La nefasta experiencia del terremoto reciente en Colombia remarcó la realidad histórica de muchas poblaciones con deficiente infraestructura de servicios básicos, viviendas precarias, pobreza extrema, baja cobertura en educación y salud; además, la concentración de las instituciones educativas en las zonas urbanas y las grandes diferencias de cobertura en preescolar y primaria dentro de las ciudades.
En este panorama, la educación media, como conectora con la educación superior y, por ende, con el desarrollo individual y la movilidad social de los jóvenes, resulta sustancial para acortar las profundas brechas territoriales existentes, muy especialmente entre zonas urbanas y rurales.
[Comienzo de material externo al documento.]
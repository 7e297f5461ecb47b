pub mod api;
pub mod cli;
pub mod config;
pub mod domain;
pub mod models;
pub mod search;
pub mod session;
pub mod store;
pub mod ui;

use std::sync::Arc;

use anyhow::Result;
use arc_swap::ArcSwapOption;
use chrono::NaiveDate;
use config::Config;
use tracing::warn;

use crate::api::{ApiClient, ApiError, ApiResult};
use crate::domain::{guard, Navigation, Route};
use crate::models::{RecordId, RegisterRequest, TrashResource, User};
use crate::session::SessionStore;
use crate::ui::{Confirm, Feedback, Notice};

/// Everything a command needs, passed explicitly
pub struct AppState {
    pub config: Config,
    pub session: SessionStore,
    pub api: ApiClient,
    /// Token given on the command line. Its owner is fetched from the
    /// backend and kept in memory only; the stored session is left alone.
    token_override: Option<String>,
    override_user: ArcSwapOption<User>,
}

impl AppState {
    /// Wire the stores together. The API client picks up the stored token
    /// unless `token_override` is given.
    pub fn new(config: Config, session: SessionStore, api: ApiClient, token_override: Option<String>) -> Self {
        api.set_token(token_override.clone().or_else(|| session.token()));
        Self {
            config,
            session,
            api,
            token_override,
            override_user: ArcSwapOption::empty(),
        }
    }

    /// Build from configuration: session file plus API client.
    pub fn open(config: Config, token_override: Option<String>) -> Result<Self> {
        let session = SessionStore::load(&config.session.state_file)?;
        let api = ApiClient::new(&config.api.base_url, config.api.timeout())?;
        Ok(Self::new(config, session, api, token_override))
    }

    pub fn today(&self) -> NaiveDate {
        chrono::Local::now().date_naive()
    }

    pub fn has_token_override(&self) -> bool {
        self.token_override.is_some()
    }

    /// Who the commands act as: the owner of the override token once
    /// resolved, otherwise the signed-in user.
    pub fn current_user(&self) -> Option<User> {
        if self.has_token_override() {
            self.override_user.load_full().map(|user| User::clone(&user))
        } else {
            self.session.user()
        }
    }

    /// Run the navigation guard against the current user.
    pub fn navigate(&self, route: Route) -> Navigation {
        guard(route, self.current_user().as_ref())
    }

    /// Fetch the token owner's profile. It refreshes the cached profile of
    /// the stored session, or identifies the override token's owner.
    pub async fn refresh_profile(&self) -> ApiResult<User> {
        let user = self.api.profile().await?;
        if self.has_token_override() {
            self.override_user.store(Some(Arc::new(user.clone())));
        } else if let Err(e) = self.session.set_user(user.clone()) {
            warn!(error = %e, "Profile refreshed, but the session could not be saved");
        }
        Ok(user)
    }

    /// Identify the override token's owner before the first guarded page.
    /// Without an override the stored profile is used as is.
    pub async fn resolve_user(&self) -> ApiResult<()> {
        if self.has_token_override() && self.override_user.load().is_none() {
            self.refresh_profile().await?;
        }
        Ok(())
    }

    /// Sign in and return where to go next. On failure nothing is stored and
    /// the server's message is in the error.
    pub async fn login(&self, email: &str, password: &str) -> ApiResult<Route> {
        let payload = self.api.login(email, password).await?;
        if let Err(e) = self.session.sign_in(payload.token, payload.user) {
            warn!(error = %e, "Signed in, but the session could not be saved");
        }
        Ok(Route::Dashboard)
    }

    pub async fn register(&self, request: &RegisterRequest) -> ApiResult<Route> {
        let payload = self.api.register(request).await?;
        if let Err(e) = self.session.sign_in(payload.token, payload.user) {
            warn!(error = %e, "Registered, but the session could not be saved");
        }
        Ok(Route::Dashboard)
    }

    /// Revoke server-side when possible; always forget the local session.
    pub async fn logout(&self) -> Result<()> {
        if let Err(e) = self.api.logout().await {
            warn!(error = %e, "Server-side logout failed");
        }
        self.session.sign_out()
    }

    /// Turn a failed call into what the user sees. A 401 during a signed-in
    /// session ends that session; a rejected override token only forgets
    /// its owner.
    pub fn handle_error(&self, err: &ApiError) -> Feedback {
        if err.is_unauthorized() {
            if self.has_token_override() {
                self.override_user.store(None);
                return Feedback::Notice(Notice::error(format!(
                    "The token given with --token was rejected: {}",
                    err.user_message()
                )));
            }
            if self.session.is_authenticated() {
                if let Err(e) = self.session.expire() {
                    warn!(error = %e, "Failed to clear expired session");
                }
                self.api.set_token(None);
                return Feedback::SessionExpired;
            }
            return Feedback::Notice(Notice::error(err.user_message()));
        }
        Feedback::from(err)
    }

    /// Permanently delete from the recycle bin, only after the user typed the
    /// record id back. Returns false when they declined.
    pub async fn purge(
        &self,
        confirm: &dyn Confirm,
        resource: TrashResource,
        id: RecordId,
    ) -> Result<bool> {
        let prompt = format!(
            "Permanently delete {} #{}? This cannot be undone.",
            resource, id
        );
        if !confirm.confirm(&prompt, &id.to_string()).await? {
            return Ok(false);
        }
        self.api.force_delete(resource, id).await?;
        Ok(true)
    }
}

#[cfg(test)]
mod tests {
    use std::sync::Arc;

    use axum::http::{HeaderMap, StatusCode};
    use axum::routing::{delete, get, post};
    use axum::{Json, Router};
    use parking_lot::Mutex;
    use serde_json::{json, Value};

    use super::*;
    use crate::api::testing::mock_backend;
    use crate::session::SessionState;
    use crate::ui::ScriptedConfirm;

    async fn app(router: Router, dir: &tempfile::TempDir) -> AppState {
        let api = mock_backend(router).await;
        let session = SessionStore::load(&dir.path().join("session.json")).unwrap();
        AppState::new(Config::default(), session, api, None)
    }

    fn auth_backend() -> Router {
        Router::new()
            .route(
                "/api/login",
                post(|Json(body): Json<Value>| async move {
                    if body["password"] == "secret123" {
                        (
                            StatusCode::OK,
                            Json(json!({"data": {
                                "token": "tok-9",
                                "user": {"id": 3, "name": "Salma", "email": "salma@sga.ma", "role": "employee"}
                            }})),
                        )
                    } else {
                        (
                            StatusCode::UNAUTHORIZED,
                            Json(json!({"message": "Identifiants invalides"})),
                        )
                    }
                }),
            )
            .route(
                "/api/clients/:id",
                get(|| async { (StatusCode::UNAUTHORIZED, Json(json!({"message": "Unauthenticated."}))) }),
            )
            .route(
                "/api/user",
                get(|headers: HeaderMap| async move {
                    match headers.get("authorization").and_then(|v| v.to_str().ok()) {
                        Some("Bearer tok-9") | Some("Bearer ci-token") => (
                            StatusCode::OK,
                            Json(json!({"data": {"id": 3, "name": "Salma", "email": "salma@sga.ma", "role": "employee"}})),
                        ),
                        _ => (
                            StatusCode::UNAUTHORIZED,
                            Json(json!({"message": "Unauthenticated."})),
                        ),
                    }
                }),
            )
    }

    #[tokio::test]
    async fn test_login_stores_token_and_goes_to_dashboard() {
        let dir = tempfile::tempdir().unwrap();
        let app = app(auth_backend(), &dir).await;

        let route = app.login("salma@sga.ma", "secret123").await.unwrap();
        assert_eq!(route, Route::Dashboard);
        assert_eq!(app.session.token().as_deref(), Some("tok-9"));

        let reloaded = SessionStore::load(&dir.path().join("session.json")).unwrap();
        assert!(reloaded.is_authenticated());

        // Employees are bounced off employee management
        assert_eq!(app.navigate(Route::Employees), Navigation::Redirect(Route::Dashboard));
        assert!(app.navigate(Route::Clients).is_allowed());
    }

    #[tokio::test]
    async fn test_invalid_login_shows_server_message_and_stays() {
        let dir = tempfile::tempdir().unwrap();
        let app = app(auth_backend(), &dir).await;

        let err = app.login("salma@sga.ma", "nope").await.unwrap_err();
        assert!(!app.session.is_authenticated());
        assert_eq!(
            app.handle_error(&err),
            Feedback::Notice(Notice::error("Identifiants invalides"))
        );
        assert_eq!(app.navigate(Route::Dashboard), Navigation::Redirect(Route::Login));
    }

    #[tokio::test]
    async fn test_unauthorized_during_session_expires_it() {
        let dir = tempfile::tempdir().unwrap();
        let app = app(auth_backend(), &dir).await;
        app.login("salma@sga.ma", "secret123").await.unwrap();

        let err = app.api.get_client(1).await.unwrap_err();
        assert_eq!(app.handle_error(&err), Feedback::SessionExpired);
        assert!(!app.session.is_authenticated());
        assert!(!app.api.has_token());
    }

    #[tokio::test]
    async fn test_purge_requires_confirmation() {
        let calls: Arc<Mutex<u32>> = Arc::default();
        let counter = calls.clone();
        let router = Router::new().route(
            "/api/trash/clients/:id/force",
            delete(move || {
                let counter = counter.clone();
                async move {
                    *counter.lock() += 1;
                    StatusCode::NO_CONTENT
                }
            }),
        );
        let dir = tempfile::tempdir().unwrap();
        let app = app(router, &dir).await;

        let declined = ScriptedConfirm::new(["no"]);
        assert!(!app.purge(&declined, TrashResource::Clients, 12).await.unwrap());
        assert_eq!(*calls.lock(), 0);

        let accepted = ScriptedConfirm::new(["12"]);
        assert!(app.purge(&accepted, TrashResource::Clients, 12).await.unwrap());
        assert_eq!(*calls.lock(), 1);
        assert!(accepted.prompts()[0].contains("cannot be undone"));
    }

    #[test]
    fn test_stored_token_is_attached_at_startup() {
        let dir = tempfile::tempdir().unwrap();
        let state = SessionState {
            token: Some("persisted".to_string()),
            ..Default::default()
        };
        let session = SessionStore::with_state(&dir.path().join("s.json"), state);
        let api = ApiClient::new("http://localhost:1/api", std::time::Duration::from_secs(1)).unwrap();
        let app = AppState::new(Config::default(), session, api, None);
        assert!(app.api.has_token());
    }

    #[tokio::test]
    async fn test_token_override_acts_as_its_owner_without_a_session() {
        let dir = tempfile::tempdir().unwrap();
        let api = mock_backend(auth_backend()).await;
        let session = SessionStore::load(&dir.path().join("session.json")).unwrap();
        let app = AppState::new(Config::default(), session, api, Some("ci-token".to_string()));

        assert_eq!(app.navigate(Route::Clients), Navigation::Redirect(Route::Login));
        app.resolve_user().await.unwrap();
        assert!(app.navigate(Route::Clients).is_allowed());
        assert_eq!(app.navigate(Route::Employees), Navigation::Redirect(Route::Dashboard));

        // Nothing about the override reaches the session file
        assert!(!app.session.is_authenticated());
        assert!(!dir.path().join("session.json").exists());
    }

    #[tokio::test]
    async fn test_rejected_override_keeps_stored_session() {
        let dir = tempfile::tempdir().unwrap();
        let path = dir.path().join("session.json");
        let stored = SessionStore::load(&path).unwrap();
        stored
            .sign_in(
                "good-stored".to_string(),
                User {
                    id: 1,
                    name: "Admin".to_string(),
                    email: "admin@sga.ma".to_string(),
                    role: crate::models::Role::Admin,
                },
            )
            .unwrap();

        let api = mock_backend(auth_backend()).await;
        let app = AppState::new(Config::default(), stored, api, Some("bad-override".to_string()));

        let err = app.resolve_user().await.unwrap_err();
        let feedback = app.handle_error(&err);
        assert!(matches!(feedback, Feedback::Notice(ref n) if n.message.contains("--token")));
        assert_eq!(app.navigate(Route::Clients), Navigation::Redirect(Route::Login));

        assert!(app.session.is_authenticated());
        let reloaded = SessionStore::load(&path).unwrap();
        assert_eq!(reloaded.token().as_deref(), Some("good-stored"));
    }

    #[tokio::test]
    async fn test_profile_refresh_updates_cached_user() {
        let dir = tempfile::tempdir().unwrap();
        let app = app(auth_backend(), &dir).await;
        app.login("salma@sga.ma", "secret123").await.unwrap();

        let user = app.refresh_profile().await.unwrap();
        assert_eq!(user.name, "Salma");
        let reloaded = SessionStore::load(&dir.path().join("session.json")).unwrap();
        assert_eq!(reloaded.user().map(|u| u.id), Some(3));
    }
}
En nuestro país, solo 55 de cada 100 estudiantes que ingresan al sistema educativo en Colombia alcanzan el grado undécimo, es decir, que 45 de ellos no tienen la posibilidad de ingresar a la educación superior y a las oportunidades que esta les abre.
Ejemplo de ello son departamentos como el Chocó —donde estuvo el epicentro del terremoto del pasado 10 de agosto y presenta una gran destrucción de centros educativos—, Vichada, Vaupés y las ciudades de Turbo y Uribia, que son las cinco Entidades Territoriales Certificadas (ETC) con más baja proporción de estudiantes que alcanzan el grado 11. La diferencia con las ETC con la proporción más alta (Sogamoso, Duitama, Envigado, Chía y Sabaneta), es de entre 20 y 40 veces.
Estas conclusiones del informe “Las implicaciones de la inacción en la educación media en Colombia”, publicado por el Laboratorio de Economía de la Educación de la Universidad de los Andes, se derivan del análisis de las dimensiones de cobertura y calidad educativa, específicamente en cuanto a la permanencia escolar y a los logros en las Pruebas Saber 11.
A 2023, la tasa de cobertura neta en educación media era del 51 % (535.640 estudiantes), es decir, que solo uno de cada dos estudiantes entre 15 y 16 años cursaba 10 u 11. Con el seguimiento realizado a la disminución de la matrícula desde 2013, año que en esta cohorte inició el ° (con 971.853 matriculados), se infiere que cerca de la mitad de los jóvenes colombianos no completa la educación formal.
En cuanto a la calidad educativa, el informe describe que uno de cada cuatro estudiantes de 11 logra un nivel adecuado de apropiación de las competencias básicas al término de la educación media. De los graduandos en 2023, el 45 % logró niveles aceptables de lectura crítica y matemáticas en las Pruebas Saber II.
“Este panorama es preocupante tanto a nivel individual como colectivo. Estas condiciones educativas disminuyen las posibilidades de un desarrollo personal satisfactorio, la movilidad social de los jóvenes, la continuación exitosa hacia la educación posmedia, y la participación activa en el mercado laboral y el ejercicio de la ciudadanía”, dice el análisis.
El bajo desempeño y la deserción escolar impactan negativamente en el acceso de nuestros jóvenes a las oportunidades, no solamente económicas, sino de mejoramiento de las condiciones de vida en general, cuya influencia en el desarrollo de los países también es notable. Sin duda, el nuevo Gobierno de Colombia tiene el gran reto de garantizar la cobertura, la permanencia, la pertinencia y la calidad de la educación media para promover la transformación social que requiere el país.